HOW TO COMPLETE THIS TASK:
Return each entry unchanged.

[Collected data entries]
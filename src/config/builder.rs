use crate::config::{merge::Merge, types::*};
use crate::migration_tracking::validate_ledger_table;
use anyhow::{Result, anyhow};

pub struct ConfigBuilder {
    config_input: ConfigInput,
}

impl ConfigBuilder {
    pub fn new() -> Self {
        Self {
            config_input: ConfigInput::default(),
        }
    }

    pub fn with_file(mut self, file_input: ConfigInput) -> Self {
        self.config_input = self.config_input.merge(file_input);
        self
    }

    pub fn with_cli_args(mut self, cli_input: ConfigInput) -> Self {
        self.config_input = self.config_input.merge(cli_input);
        self
    }

    pub fn resolve(self) -> Result<Config> {
        let defaults = Config::default();

        Ok(Config {
            database: self.resolve_database(&defaults.database)?,
            migrations: self.resolve_migrations(&defaults.migrations)?,
            cli: self.resolve_cli(&defaults.cli),
        })
    }

    fn resolve_database(&self, defaults: &Database) -> Result<Database> {
        let db_input = self.config_input.database.as_ref();

        let url = db_input
            .and_then(|d| d.url.as_ref())
            .cloned()
            .or_else(|| std::env::var("DATABASE_URL").ok())
            .filter(|url| !url.trim().is_empty())
            .or_else(|| defaults.url.clone());

        let ledger_table = db_input
            .and_then(|d| d.ledger_table.as_ref())
            .cloned()
            .unwrap_or_else(|| defaults.ledger_table.clone());
        validate_ledger_table(&ledger_table).map_err(|e| anyhow!("{}", e))?;

        Ok(Database { url, ledger_table })
    }

    fn resolve_migrations(&self, defaults: &Migrations) -> Result<Migrations> {
        let mig_input = self.config_input.migrations.as_ref();

        let root = mig_input
            .and_then(|m| m.root.as_ref())
            .cloned()
            .unwrap_or_else(|| defaults.root.clone());

        let extension = mig_input
            .and_then(|m| m.extension.as_ref())
            .map(|ext| ext.trim_start_matches('.').to_string())
            .unwrap_or_else(|| defaults.extension.clone());
        if extension.is_empty() || !extension.chars().all(|c| c.is_ascii_alphanumeric()) {
            return Err(anyhow!(
                "Invalid migration extension '{}': use letters and digits only",
                extension
            ));
        }

        Ok(Migrations {
            root,
            extension,
            dev: mig_input.and_then(|m| m.dev).unwrap_or(defaults.dev),
        })
    }

    fn resolve_cli(&self, defaults: &Cli) -> Cli {
        let cli_input = self.config_input.cli.as_ref();

        Cli {
            stages: cli_input
                .and_then(|c| c.stages.as_ref())
                .cloned()
                .unwrap_or_else(|| defaults.stages.clone()),
            refresh_stages: cli_input
                .and_then(|c| c.refresh_stages.as_ref())
                .cloned()
                .unwrap_or_else(|| defaults.refresh_stages.clone()),
            only: cli_input
                .and_then(|c| c.only.as_ref())
                .cloned()
                .unwrap_or_else(|| defaults.only.clone()),
            exclude: cli_input
                .and_then(|c| c.exclude.as_ref())
                .cloned()
                .unwrap_or_else(|| defaults.exclude.clone()),
            allow_new: cli_input
                .and_then(|c| c.allow_new)
                .unwrap_or(defaults.allow_new),
        }
    }
}

impl Default for ConfigBuilder {
    fn default() -> Self {
        Self::new()
    }
}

WRITTEN RESPONSE:
filename src/config/builder.rs
use crate::config::{merge::Merge, types::*};
use crate::migration_tracking::validate_ledger_table;
use anyhow::{Result, anyhow};

pub struct ConfigBuilder {
    config_input: ConfigInput,
}

impl ConfigBuilder {
    pub fn new() -> Self {
        Self {
            config_input: ConfigInput::default(),
        }
    }

    pub fn with_file(mut self, file_input: ConfigInput) -> Self {
        self.config_input = self.config_input.merge(file_input);
        self
    }

    pub fn with_cli_args(mut self, cli_input: ConfigInput) -> Self {
        self.config_input = self.config_input.merge(cli_input);
        self
    }

    pub fn resolve(self) -> Result<Config> {
        let defaults = Config::default();

        Ok(Config {
            database: self.resolve_database(&defaults.database)?,
            migrations: self.resolve_migrations(&defaults.migrations)?,
            cli: self.resolve_cli(&defaults.cli),
        })
    }

    fn resolve_database(&self, defaults: &Database) -> Result<Database> {
        let db_input = self.config_input.database.as_ref();

        let url = db_input
            .and_then(|d| d.url.as_ref())
            .cloned()
            .or_else(|| std::env::var("DATABASE_URL").ok())
            .filter(|url| !url.trim().is_empty())
            .or_else(|| defaults.url.clone());

        let ledger_table = db_input
            .and_then(|d| d.ledger_table.as_ref())
            .cloned()
            .unwrap_or_else(|| defaults.ledger_table.clone());
        validate_ledger_table(&ledger_table).map_err(|e| anyhow!("{}", e))?;

        Ok(Database { url, ledger_table })
    }

    fn resolve_migrations(&self, defaults: &Migrations) -> Result<Migrations> {
        let mig_input = self.config_input.migrations.as_ref();

        let root = mig_input
            .and_then(|m| m.root.as_ref())
            .cloned()
            .unwrap_or_else(|| defaults.root.clone());

        let extension = mig_input
            .and_then(|m| m.extension.as_ref())
            .map(|ext| ext.trim_start_matches('.').to_string())
            .unwrap_or_else(|| defaults.extension.clone());
        if extension.is_empty() || !extension.chars().all(|c| c.is_ascii_alphanumeric()) {
            return Err(anyhow!(
                "Invalid migration extension '{}': use letters and digits only",
                extension
            ));
        }

        Ok(Migrations {
            root,
            extension,
            dev: mig_input.and_then(|m| m.dev).unwrap_or(defaults.dev),
        })
    }

    fn resolve_cli(&self, defaults: &Cli) -> Cli {
        let cli_input = self.config_input.cli.as_ref();

        Cli {
            stages: cli_input
                .and_then(|c| c.stages.as_ref())
                .cloned()
                .unwrap_or_else(|| defaults.stages.clone()),
            refresh_stages: cli_input
                .and_then(|c| c.refresh_stages.as_ref())
                .cloned()
                .unwrap_or_else(|| defaults.refresh_stages.clone()),
            only: cli_input
                .and_then(|c| c.only.as_ref())
                .cloned()
                .unwrap_or_else(|| defaults.only.clone()),
            exclude: cli_input
                .and_then(|c| c.exclude.as_ref())
                .cloned()
                .unwrap_or_else(|| defaults.exclude.clone()),
            allow_new: cli_input
                .and_then(|c| c.allow_new)
                .unwrap_or(defaults.allow_new),
        }
    }
}

impl Default for ConfigBuilder {
    fn default() -> Self {
        Self::new()
    }
}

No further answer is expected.